[[ Data extracts open ]]

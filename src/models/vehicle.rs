//! Vehicle type with a load capacity.

use serde::{Deserialize, Serialize};

/// A delivery vehicle.
///
/// # Examples
///
/// ```
/// use fleet_routing::models::Vehicle;
///
/// let v = Vehicle::new(1, 15.0).with_name("Vehiculo 1");
/// assert_eq!(v.id(), 1);
/// assert_eq!(v.capacity(), 15.0);
/// ```
#[derive(Debug, Clone, PartialEq, Serialize, Deserialize)]
pub struct Vehicle {
    id: u64,
    #[serde(default)]
    name: String,
    capacity: f64,
}

impl Vehicle {
    /// Creates a vehicle with the given ID and capacity.
    pub fn new(id: u64, capacity: f64) -> Self {
        Self {
            id,
            name: String::new(),
            capacity,
        }
    }

    /// Sets the display name.
    pub fn with_name(mut self, name: impl Into<String>) -> Self {
        self.name = name.into();
        self
    }

    /// Vehicle ID.
    pub fn id(&self) -> u64 {
        self.id
    }

    /// Display name.
    pub fn name(&self) -> &str {
        &self.name
    }

    /// Maximum load in demand units.
    pub fn capacity(&self) -> f64 {
        self.capacity
    }
}
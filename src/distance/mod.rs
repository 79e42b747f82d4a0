//! Distance model.
//!
//! Haversine great-circle distances and a dense matrix cache over them.

mod haversine;
mod matrix;

pub use haversine::{haversine_km, path_distance_km, EARTH_RADIUS_KM};
pub use matrix::DistanceMatrix;
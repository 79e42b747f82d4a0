//! Sweep partitioning.
//!
//! # Algorithm
//!
//! Sorts stops by polar angle around the depot, then walks the sorted list
//! handing consecutive stops to one vehicle at a time. Nearby stops tend to
//! share an angle, so each vehicle receives a geographic wedge.
//!
//! Stops that cannot be placed during the walk get one best-fit repair pass
//! over every vehicle's remaining capacity; whatever still does not fit is
//! returned as unassigned.
//!
//! # Complexity
//!
//! O(n log n + n·m) for n stops and m vehicles.
//!
//! # Reference
//!
//! Gillett, B.E. & Miller, L.R. (1974). "A Heuristic Algorithm for the
//! Vehicle-Dispatch Problem", *Operations Research* 22(2), 340-349.

use std::f64::consts::TAU;

use serde::{Deserialize, Serialize};
use tracing::{debug, trace};

use crate::distance::haversine_km;
use crate::models::{Coordinate, Depot, Stop, Vehicle};

/// Slack on the balanced fill target; capacity itself is never relaxed.
const TARGET_EPS: f64 = 1e-9;

/// When the sweep stops filling a vehicle and moves to the next one.
#[derive(Debug, Clone, Copy, Default, PartialEq, Eq, Serialize, Deserialize)]
#[serde(rename_all = "camelCase")]
pub enum SweepFill {
    /// Fill each vehicle towards its capacity-proportional share of the
    /// total demand, spreading the work across the fleet.
    #[default]
    Balanced,
    /// Fill each vehicle up to its capacity before opening the next.
    Greedy,
}

/// Stops grouped per vehicle by [`sweep_partition`].
#[derive(Debug, Clone, PartialEq)]
pub struct Partition {
    /// One cluster per input vehicle, in vehicle order (possibly empty).
    pub clusters: Vec<Vec<Stop>>,
    /// Stops no vehicle had room for, in input order.
    pub unassigned: Vec<Stop>,
}

impl Partition {
    /// Total number of stops placed in clusters.
    pub fn num_assigned(&self) -> usize {
        self.clusters.iter().map(Vec::len).sum()
    }
}

/// Polar angle of `point` around `origin`, normalized to `[0, 2π)`.
///
/// Latitude offset is the y axis and longitude offset the x axis, so due
/// east is 0 and due north is π/2.
///
/// # Examples
///
/// ```
/// use fleet_routing::models::Coordinate;
/// use fleet_routing::constructive::polar_angle;
///
/// let origin = Coordinate::new(0.0, 0.0);
/// assert_eq!(polar_angle(&origin, &Coordinate::new(0.0, 1.0)), 0.0);
/// let south = polar_angle(&origin, &Coordinate::new(-1.0, 0.0));
/// assert!((south - 1.5 * std::f64::consts::PI).abs() < 1e-12);
/// ```
pub fn polar_angle(origin: &Coordinate, point: &Coordinate) -> f64 {
    let dy = point.latitude - origin.latitude;
    let dx = point.longitude - origin.longitude;
    let angle = dy.atan2(dx);
    if angle < 0.0 {
        // -0.0 and tiny negatives must not round up to TAU itself.
        let wrapped = angle + TAU;
        if wrapped >= TAU {
            0.0
        } else {
            wrapped
        }
    } else {
        angle
    }
}

/// Indices of `stops` sorted by angle, then distance from the depot, then
/// input position.
fn angular_order(depot: &Coordinate, stops: &[Stop]) -> Vec<usize> {
    let mut keyed: Vec<(f64, f64, usize)> = stops
        .iter()
        .enumerate()
        .map(|(i, s)| {
            let c = s.coordinate();
            (polar_angle(depot, &c), haversine_km(depot, &c), i)
        })
        .collect();
    keyed.sort_by(|a, b| {
        a.0.total_cmp(&b.0)
            .then_with(|| a.1.total_cmp(&b.1))
            .then_with(|| a.2.cmp(&b.2))
    });
    keyed.into_iter().map(|(_, _, i)| i).collect()
}

/// Orders all stops into a single tour by sweeping around the depot.
///
/// # Examples
///
/// ```
/// use fleet_routing::models::{Coordinate, Depot, Stop};
/// use fleet_routing::constructive::sweep_order;
///
/// let depot = Depot::new(Coordinate::new(0.0, 0.0));
/// let stops = vec![
///     Stop::new(1, Coordinate::new(1.0, 0.0), 1.0),  // north
///     Stop::new(2, Coordinate::new(0.0, -1.0), 1.0), // west
///     Stop::new(3, Coordinate::new(0.0, 1.0), 1.0),  // east
/// ];
/// let ids: Vec<u64> = sweep_order(&depot, &stops).iter().map(|s| s.id()).collect();
/// assert_eq!(ids, vec![3, 1, 2]);
/// ```
pub fn sweep_order(depot: &Depot, stops: &[Stop]) -> Vec<Stop> {
    angular_order(&depot.coordinate(), stops)
        .into_iter()
        .map(|i| stops[i].clone())
        .collect()
}

/// Splits stops among vehicles by angular sweep, respecting capacity.
///
/// Vehicles are filled in the order given. No cluster ever exceeds its
/// vehicle's capacity, and every input stop ends up in exactly one cluster
/// or in [`Partition::unassigned`].
///
/// # Arguments
///
/// * `depot`: Sweep origin
/// * `stops`: Stops to distribute
/// * `vehicles`: Fleet, each with its own capacity
/// * `fill`: Rule deciding when a vehicle is considered full
///
/// # Examples
///
/// ```
/// use fleet_routing::models::{Coordinate, Depot, Stop, Vehicle};
/// use fleet_routing::constructive::{sweep_partition, SweepFill};
///
/// let depot = Depot::new(Coordinate::new(0.0, 0.0));
/// let stops = vec![
///     Stop::new(1, Coordinate::new(0.1, 0.1), 1.0),
///     Stop::new(2, Coordinate::new(-0.1, -0.1), 1.0),
/// ];
/// let vehicles = vec![Vehicle::new(1, 1.0)];
///
/// let partition = sweep_partition(&depot, &stops, &vehicles, SweepFill::Balanced);
/// assert_eq!(partition.clusters[0].len(), 1);
/// assert_eq!(partition.unassigned.len(), 1);
/// ```
pub fn sweep_partition(
    depot: &Depot,
    stops: &[Stop],
    vehicles: &[Vehicle],
    fill: SweepFill,
) -> Partition {
    if vehicles.is_empty() || stops.is_empty() {
        return Partition {
            clusters: vec![Vec::new(); vehicles.len()],
            unassigned: stops.to_vec(),
        };
    }

    let order = angular_order(&depot.coordinate(), stops);
    let max_capacity = vehicles
        .iter()
        .map(Vehicle::capacity)
        .fold(0.0, f64::max);
    // Stops no vehicle can carry do not count towards the balanced share.
    let total_demand: f64 = stops
        .iter()
        .map(Stop::weight)
        .filter(|&w| w <= max_capacity)
        .sum();
    let total_capacity: f64 = vehicles.iter().map(Vehicle::capacity).sum();
    let share = (total_demand / total_capacity).min(1.0);
    let last = vehicles.len() - 1;

    let mut members: Vec<Vec<usize>> = vec![Vec::new(); vehicles.len()];
    let mut loads = vec![0.0; vehicles.len()];
    let mut held: Vec<usize> = Vec::new();
    let mut rejected: Vec<usize> = Vec::new();
    let mut current = 0;

    for idx in order {
        let weight = stops[idx].weight();
        if weight > max_capacity {
            trace!(stop_id = stops[idx].id(), weight, "stop exceeds every vehicle");
            rejected.push(idx);
            continue;
        }

        loop {
            let capacity = vehicles[current].capacity();
            let load = loads[current];
            let fits = load + weight <= capacity;

            if current == last {
                if fits {
                    members[current].push(idx);
                    loads[current] += weight;
                } else {
                    held.push(idx);
                }
                break;
            }

            let accept = fits
                && match fill {
                    SweepFill::Greedy => true,
                    SweepFill::Balanced => {
                        let target = capacity * share;
                        members[current].is_empty()
                            || load + weight <= target + TARGET_EPS
                            || load + weight - target <= target - load
                    }
                };

            if accept {
                members[current].push(idx);
                loads[current] += weight;
                break;
            }

            trace!(
                vehicle_id = vehicles[current].id(),
                load,
                stops = members[current].len(),
                "vehicle closed"
            );
            current += 1;
        }
    }

    // Best-fit repair: tightest remaining room that still takes the stop.
    for idx in held {
        let weight = stops[idx].weight();
        let best = (0..vehicles.len())
            .filter(|&v| loads[v] + weight <= vehicles[v].capacity())
            .map(|v| (v, vehicles[v].capacity() - loads[v]))
            .min_by(|a, b| a.1.total_cmp(&b.1));
        match best {
            Some((v, _)) => {
                members[v].push(idx);
                loads[v] += weight;
            }
            None => rejected.push(idx),
        }
    }

    rejected.sort_unstable();
    let clusters: Vec<Vec<Stop>> = members
        .into_iter()
        .map(|m| m.into_iter().map(|i| stops[i].clone()).collect())
        .collect();
    let unassigned: Vec<Stop> = rejected.into_iter().map(|i| stops[i].clone()).collect();

    debug!(
        stops = stops.len(),
        vehicles = vehicles.len(),
        unassigned = unassigned.len(),
        "sweep partition done"
    );

    Partition {
        clusters,
        unassigned,
    }
}
//! Geographic coordinate and depot types.

use serde::{Deserialize, Serialize};

/// A latitude/longitude pair in decimal degrees.
///
/// Construction is unchecked so records can be deserialized as-is; use
/// [`Coordinate::is_valid`] or [`validate_inputs`](crate::validate::validate_inputs)
/// before handing coordinates to the optimizer.
///
/// # Examples
///
/// ```
/// use fleet_routing::models::Coordinate;
///
/// let c = Coordinate::new(9.9281, -84.0907);
/// assert!(c.is_valid());
/// assert!(!Coordinate::new(91.0, 0.0).is_valid());
/// ```
#[derive(Debug, Clone, Copy, PartialEq, Serialize, Deserialize)]
pub struct Coordinate {
    /// Latitude in [-90, 90].
    #[serde(alias = "lat")]
    pub latitude: f64,
    /// Longitude in [-180, 180].
    #[serde(alias = "lon", alias = "lng")]
    pub longitude: f64,
}

impl Coordinate {
    /// Creates a coordinate without range checks.
    pub const fn new(latitude: f64, longitude: f64) -> Self {
        Self {
            latitude,
            longitude,
        }
    }

    /// Returns `true` if both components are finite and in range.
    pub fn is_valid(&self) -> bool {
        self.latitude.is_finite()
            && self.longitude.is_finite()
            && (-90.0..=90.0).contains(&self.latitude)
            && (-180.0..=180.0).contains(&self.longitude)
    }

    /// Great-circle distance to another coordinate in kilometres.
    pub fn distance_km(&self, other: &Coordinate) -> f64 {
        crate::distance::haversine_km(self, other)
    }
}

/// The fixed start and end location of every route.
///
/// # Examples
///
/// ```
/// use fleet_routing::models::{Coordinate, Depot};
///
/// let depot = Depot::new(Coordinate::new(9.9281, -84.0907)).with_name("Central");
/// assert_eq!(depot.name(), Some("Central"));
/// ```
#[derive(Debug, Clone, PartialEq, Serialize, Deserialize)]
pub struct Depot {
    #[serde(flatten)]
    coordinate: Coordinate,
    #[serde(default, skip_serializing_if = "Option::is_none")]
    name: Option<String>,
}

impl Depot {
    /// Creates an unnamed depot.
    pub fn new(coordinate: Coordinate) -> Self {
        Self {
            coordinate,
            name: None,
        }
    }

    /// Sets a display name.
    pub fn with_name(mut self, name: impl Into<String>) -> Self {
        self.name = Some(name.into());
        self
    }

    /// Depot location.
    pub fn coordinate(&self) -> Coordinate {
        self.coordinate
    }

    /// Display name, if any.
    pub fn name(&self) -> Option<&str> {
        self.name.as_deref()
    }
}

impl From<Coordinate> for Depot {
    fn from(coordinate: Coordinate) -> Self {
        Self::new(coordinate)
    }
}
//! Multi-vehicle route planning.
//!
//! [`RouteOptimizer`] ties the pieces together: validation, sweep
//! partitioning, per-vehicle sequencing and time estimation. It holds only
//! its configuration, so one instance can serve any number of requests from
//! any thread.

use tracing::debug;

use crate::config::OptimizerConfig;
use crate::constructive::sweep_partition;
use crate::error::Result;
use crate::evaluation::RouteEvaluator;
use crate::models::{Depot, Plan, Stop, Vehicle};
use crate::sequencer::{sequence_stops, SequencedStops};
use crate::validate::validate_inputs;

/// Plans capacity-feasible delivery routes for a fleet.
///
/// # Examples
///
/// ```
/// use fleet_routing::models::{Coordinate, Depot, Stop, Vehicle};
/// use fleet_routing::optimizer::RouteOptimizer;
///
/// let depot = Depot::new(Coordinate::new(9.9281, -84.0907));
/// let clients = vec![
///     Stop::new(1, Coordinate::new(9.9300, -84.0850), 5.0),
///     Stop::new(2, Coordinate::new(9.9250, -84.0900), 3.0),
///     Stop::new(3, Coordinate::new(9.9100, -84.0950), 4.0),
/// ];
/// let vehicles = vec![Vehicle::new(1, 10.0), Vehicle::new(2, 10.0)];
///
/// let optimizer = RouteOptimizer::default();
/// let plan = optimizer.optimize_multiple_routes(&clients, &vehicles, &depot).unwrap();
/// assert_eq!(plan.num_served(), 3);
/// assert!(plan.unassigned().is_empty());
/// ```
#[derive(Debug, Clone, Default)]
pub struct RouteOptimizer {
    config: OptimizerConfig,
}

impl RouteOptimizer {
    /// Creates an optimizer, rejecting out-of-range configuration.
    pub fn new(config: OptimizerConfig) -> Result<Self> {
        config.validate()?;
        Ok(Self { config })
    }

    /// Active configuration.
    pub fn config(&self) -> &OptimizerConfig {
        &self.config
    }

    /// Splits `clients` among `vehicles` and sequences each vehicle's stops.
    ///
    /// Returns one route per vehicle that received at least one stop, in
    /// vehicle order; vehicles left without stops are omitted. Stops that fit
    /// no vehicle are listed in [`Plan::unassigned`]. With no clients or no
    /// vehicles the plan has no routes.
    ///
    /// # Errors
    ///
    /// Fails with the first malformed record; see
    /// [`validate_inputs`](crate::validate::validate_inputs).
    pub fn optimize_multiple_routes(
        &self,
        clients: &[Stop],
        vehicles: &[Vehicle],
        depot: &Depot,
    ) -> Result<Plan> {
        validate_inputs(depot, clients, vehicles)?;
        if clients.is_empty() {
            return Ok(Plan::empty());
        }
        debug!(
            clients = clients.len(),
            vehicles = vehicles.len(),
            "optimizing routes"
        );

        let partition = sweep_partition(depot, clients, vehicles, self.config.sweep_fill);
        let evaluator = RouteEvaluator::new(&self.config);

        let routes: Vec<_> = vehicles
            .iter()
            .zip(partition.clusters)
            .filter(|(_, cluster)| !cluster.is_empty())
            .map(|(vehicle, cluster)| {
                let sequenced = self.sequence(depot, &cluster);
                let route = evaluator.build_route(vehicle, sequenced);
                debug!(
                    vehicle_id = route.vehicle_id(),
                    stops = route.len(),
                    load = route.load(),
                    distance_km = route.total_distance_km(),
                    minutes = route.estimated_time_minutes(),
                    "route planned"
                );
                route
            })
            .collect();

        if !partition.unassigned.is_empty() {
            debug!(
                unassigned = partition.unassigned.len(),
                "demand exceeds fleet capacity"
            );
        }

        Ok(Plan::new(routes, partition.unassigned))
    }

    /// Orders one vehicle's stops with nearest neighbor and bounded 2-opt.
    pub fn sequence(&self, depot: &Depot, stops: &[Stop]) -> SequencedStops {
        sequence_stops(depot, stops, self.config.max_two_opt_passes)
    }

    /// Time estimate for a route of the given length and stop count.
    pub fn estimate_time_minutes(&self, distance_km: f64, stops: usize) -> f64 {
        RouteEvaluator::new(&self.config).estimate_time_minutes(distance_km, stops)
    }
}
//! Intra-route 2-opt improvement.
//!
//! # Algorithm
//!
//! For each pair of edges (i-1, i) and (j, j+1) in a tour, including the
//! legs to and from the depot, compute the change in distance from reversing
//! the segment between them:
//!
//! ```text
//! delta = d(r[i-1], r[j]) + d(r[i], r[j+1]) - d(r[i-1], r[i]) - d(r[j], r[j+1])
//! ```
//!
//! If delta < 0, reverse the segment [i..=j] and accept the improvement.
//! Passes repeat until one finds no improvement or the pass bound is hit
//! (first-improvement strategy).
//!
//! # Complexity
//!
//! O(n²) per pass, O(n³) worst case for convergence.
//!
//! # Reference
//!
//! Croes, G.A. (1958). "A method for solving traveling salesman problems",
//! *Operations Research* 6(6), 791-812.

use crate::distance::DistanceMatrix;

const IMPROVEMENT_EPS: f64 = 1e-10;

/// Applies 2-opt improvement to a single tour (given as matrix indices).
///
/// The tour is assumed to start and end at `depot`. Returns the improved
/// sequence and its total distance. The result is never longer than the
/// input.
///
/// # Arguments
///
/// * `route`: Ordered matrix indices (excluding depot)
/// * `depot`: Depot matrix index
/// * `distances`: Distance matrix
/// * `max_passes`: Pass bound; `None` runs until no move improves
///
/// # Examples
///
/// ```
/// use fleet_routing::models::Coordinate;
/// use fleet_routing::distance::DistanceMatrix;
/// use fleet_routing::local_search::{route_distance, two_opt_improve};
///
/// let dm = DistanceMatrix::from_locations(&[
///     Coordinate::new(0.0, 0.0),
///     Coordinate::new(0.0, 0.1),
///     Coordinate::new(0.0, 0.2),
///     Coordinate::new(0.0, 0.3),
/// ]);
///
/// // Zig-zag order: 1, 3, 2
/// let (improved, dist) = two_opt_improve(&[1, 3, 2], 0, &dm, None);
/// assert!(dist <= route_distance(&[1, 3, 2], 0, &dm));
/// assert!((dist - route_distance(&[1, 2, 3], 0, &dm)).abs() < 1e-9);
/// ```
pub fn two_opt_improve(
    route: &[usize],
    depot: usize,
    distances: &DistanceMatrix,
    max_passes: Option<usize>,
) -> (Vec<usize>, f64) {
    if route.len() < 2 {
        return (route.to_vec(), route_distance(route, depot, distances));
    }

    let mut current = route.to_vec();
    let n = current.len();
    let mut passes = 0;
    let mut improved = true;

    while improved && max_passes.map_or(true, |max| passes < max) {
        improved = false;
        passes += 1;

        for i in 0..n - 1 {
            for j in i + 1..n {
                let delta = two_opt_delta(&current, depot, distances, i, j);
                if delta < -IMPROVEMENT_EPS {
                    current[i..=j].reverse();
                    improved = true;
                }
            }
        }
    }

    let dist = route_distance(&current, depot, distances);
    (current, dist)
}

/// Computes the distance change from reversing `route[i..=j]`.
///
/// Before: ...-prev_i - route[i] - ... - route[j] - next_j-...
/// After:  ...-prev_i - route[j] - ... - route[i] - next_j-...
///
/// Assumes symmetric distances so the reversed interior keeps its length.
fn two_opt_delta(
    route: &[usize],
    depot: usize,
    distances: &DistanceMatrix,
    i: usize,
    j: usize,
) -> f64 {
    let n = route.len();
    let prev_i = if i == 0 { depot } else { route[i - 1] };
    let next_j = if j == n - 1 { depot } else { route[j + 1] };

    let old_cost = distances.get(prev_i, route[i]) + distances.get(route[j], next_j);
    let new_cost = distances.get(prev_i, route[j]) + distances.get(route[i], next_j);

    new_cost - old_cost
}

/// Computes the total distance of a tour: `depot → route[0] → ... → route[n-1] → depot`.
///
/// An empty tour has length zero.
pub fn route_distance(route: &[usize], depot: usize, distances: &DistanceMatrix) -> f64 {
    let (Some(&first), Some(&last)) = (route.first(), route.last()) else {
        return 0.0;
    };
    let inner: f64 = route
        .windows(2)
        .map(|w| distances.get(w[0], w[1]))
        .sum();
    distances.get(depot, first) + inner + distances.get(last, depot)
}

[[ Data extracts closed ]]

== The task ==
Would you output, from the records above, exactly the run of lines that starts at the line containing "case for convergence." and ends at the line containing "Depot matrix index", and only that run?

== Expected answer ==
//! O(n²) per pass, O(n³) worst case for convergence.
//!
//! # Reference
//!
//! Croes, G.A. (1958). "A method for solving traveling salesman problems",
//! *Operations Research* 6(6), 791-812.

use crate::distance::DistanceMatrix;

const IMPROVEMENT_EPS: f64 = 1e-10;

/// Applies 2-opt improvement to a single tour (given as matrix indices).
///
/// The tour is assumed to start and end at `depot`. Returns the improved
/// sequence and its total distance. The result is never longer than the
/// input.
///
/// # Arguments
///
/// * `route`: Ordered matrix indices (excluding depot)
/// * `depot`: Depot matrix index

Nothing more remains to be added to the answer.